(Exercise inputs)
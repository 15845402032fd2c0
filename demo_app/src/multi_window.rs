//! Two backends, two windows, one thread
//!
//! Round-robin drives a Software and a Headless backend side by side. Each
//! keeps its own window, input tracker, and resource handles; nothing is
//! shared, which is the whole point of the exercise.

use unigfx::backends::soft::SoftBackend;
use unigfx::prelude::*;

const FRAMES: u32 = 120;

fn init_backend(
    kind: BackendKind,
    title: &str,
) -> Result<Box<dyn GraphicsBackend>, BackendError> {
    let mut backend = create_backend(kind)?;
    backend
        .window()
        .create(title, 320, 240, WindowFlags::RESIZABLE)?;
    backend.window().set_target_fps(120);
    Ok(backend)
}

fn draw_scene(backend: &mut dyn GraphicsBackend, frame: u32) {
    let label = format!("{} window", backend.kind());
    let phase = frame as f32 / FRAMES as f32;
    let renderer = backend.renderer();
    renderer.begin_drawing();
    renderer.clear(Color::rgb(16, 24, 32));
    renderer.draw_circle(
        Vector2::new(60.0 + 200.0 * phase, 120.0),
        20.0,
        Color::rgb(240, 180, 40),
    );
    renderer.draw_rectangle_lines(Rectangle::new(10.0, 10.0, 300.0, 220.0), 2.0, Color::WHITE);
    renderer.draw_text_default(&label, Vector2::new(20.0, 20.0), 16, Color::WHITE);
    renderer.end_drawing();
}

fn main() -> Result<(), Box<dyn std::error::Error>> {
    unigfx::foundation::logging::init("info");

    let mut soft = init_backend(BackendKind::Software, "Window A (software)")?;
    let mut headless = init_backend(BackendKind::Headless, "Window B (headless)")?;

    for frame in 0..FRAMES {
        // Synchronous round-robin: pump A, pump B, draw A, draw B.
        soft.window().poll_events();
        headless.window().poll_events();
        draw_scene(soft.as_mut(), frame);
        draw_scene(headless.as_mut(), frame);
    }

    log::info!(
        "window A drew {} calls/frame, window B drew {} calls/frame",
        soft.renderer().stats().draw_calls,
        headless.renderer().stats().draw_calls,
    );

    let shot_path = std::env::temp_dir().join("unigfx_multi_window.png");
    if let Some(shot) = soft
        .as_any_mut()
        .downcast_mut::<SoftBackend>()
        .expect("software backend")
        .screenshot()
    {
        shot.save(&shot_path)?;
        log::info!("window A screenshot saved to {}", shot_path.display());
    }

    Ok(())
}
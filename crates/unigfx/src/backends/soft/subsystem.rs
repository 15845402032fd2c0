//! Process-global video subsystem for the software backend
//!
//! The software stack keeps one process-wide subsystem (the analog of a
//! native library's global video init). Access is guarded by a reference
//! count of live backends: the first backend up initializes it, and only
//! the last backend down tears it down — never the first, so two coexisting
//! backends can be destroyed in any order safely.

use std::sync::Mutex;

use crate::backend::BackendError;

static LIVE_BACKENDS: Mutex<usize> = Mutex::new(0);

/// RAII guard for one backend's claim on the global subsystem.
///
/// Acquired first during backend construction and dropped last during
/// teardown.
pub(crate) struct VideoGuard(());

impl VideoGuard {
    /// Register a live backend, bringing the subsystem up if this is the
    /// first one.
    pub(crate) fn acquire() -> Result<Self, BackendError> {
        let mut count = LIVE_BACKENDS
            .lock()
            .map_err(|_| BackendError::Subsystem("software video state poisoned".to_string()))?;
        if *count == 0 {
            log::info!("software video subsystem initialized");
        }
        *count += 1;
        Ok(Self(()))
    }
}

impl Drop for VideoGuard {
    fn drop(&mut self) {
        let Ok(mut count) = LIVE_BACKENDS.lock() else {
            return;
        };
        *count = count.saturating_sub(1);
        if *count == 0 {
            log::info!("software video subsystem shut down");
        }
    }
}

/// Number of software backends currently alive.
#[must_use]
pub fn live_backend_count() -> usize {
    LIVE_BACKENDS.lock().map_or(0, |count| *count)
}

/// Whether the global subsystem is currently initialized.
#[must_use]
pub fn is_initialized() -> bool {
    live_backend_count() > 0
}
(End Exercise inputs)
(Exercise inputs)
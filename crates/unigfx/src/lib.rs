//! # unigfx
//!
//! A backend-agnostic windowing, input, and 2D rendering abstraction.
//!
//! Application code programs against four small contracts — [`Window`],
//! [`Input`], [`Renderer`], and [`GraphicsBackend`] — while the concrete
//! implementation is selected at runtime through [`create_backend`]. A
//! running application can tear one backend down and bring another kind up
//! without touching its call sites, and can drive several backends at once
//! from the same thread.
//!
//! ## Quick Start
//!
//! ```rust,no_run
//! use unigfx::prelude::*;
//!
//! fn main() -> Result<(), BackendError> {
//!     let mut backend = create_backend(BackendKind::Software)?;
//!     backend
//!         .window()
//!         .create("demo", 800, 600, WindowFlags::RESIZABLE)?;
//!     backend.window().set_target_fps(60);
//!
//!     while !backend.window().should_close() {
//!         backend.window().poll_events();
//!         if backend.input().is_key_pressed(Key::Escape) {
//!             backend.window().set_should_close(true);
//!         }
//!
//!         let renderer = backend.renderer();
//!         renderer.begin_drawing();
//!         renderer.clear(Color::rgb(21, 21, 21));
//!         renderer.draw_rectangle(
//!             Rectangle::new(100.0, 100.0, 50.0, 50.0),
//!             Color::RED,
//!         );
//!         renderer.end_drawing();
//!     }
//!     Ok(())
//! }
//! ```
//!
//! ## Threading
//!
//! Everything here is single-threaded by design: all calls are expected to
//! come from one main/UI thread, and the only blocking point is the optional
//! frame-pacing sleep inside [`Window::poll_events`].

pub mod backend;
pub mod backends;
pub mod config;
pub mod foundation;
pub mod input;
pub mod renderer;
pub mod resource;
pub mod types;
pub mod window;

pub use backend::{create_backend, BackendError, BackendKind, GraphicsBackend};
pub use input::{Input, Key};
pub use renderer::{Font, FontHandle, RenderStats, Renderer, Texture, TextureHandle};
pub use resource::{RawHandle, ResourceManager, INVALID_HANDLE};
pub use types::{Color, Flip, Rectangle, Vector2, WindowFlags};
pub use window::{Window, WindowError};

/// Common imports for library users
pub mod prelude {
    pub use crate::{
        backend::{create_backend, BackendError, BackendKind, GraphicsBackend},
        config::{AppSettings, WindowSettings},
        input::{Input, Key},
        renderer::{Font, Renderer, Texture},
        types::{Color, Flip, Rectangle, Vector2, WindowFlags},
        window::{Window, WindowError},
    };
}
(End Exercise inputs)
__Required work__.
Check each line of the entries for the string "Flip". Copy the lines that have it.

__Exercise output__.
pub use types::{Color, Flip, Rectangle, Vector2, WindowFlags};
        types::{Color, Flip, Rectangle, Vector2, WindowFlags},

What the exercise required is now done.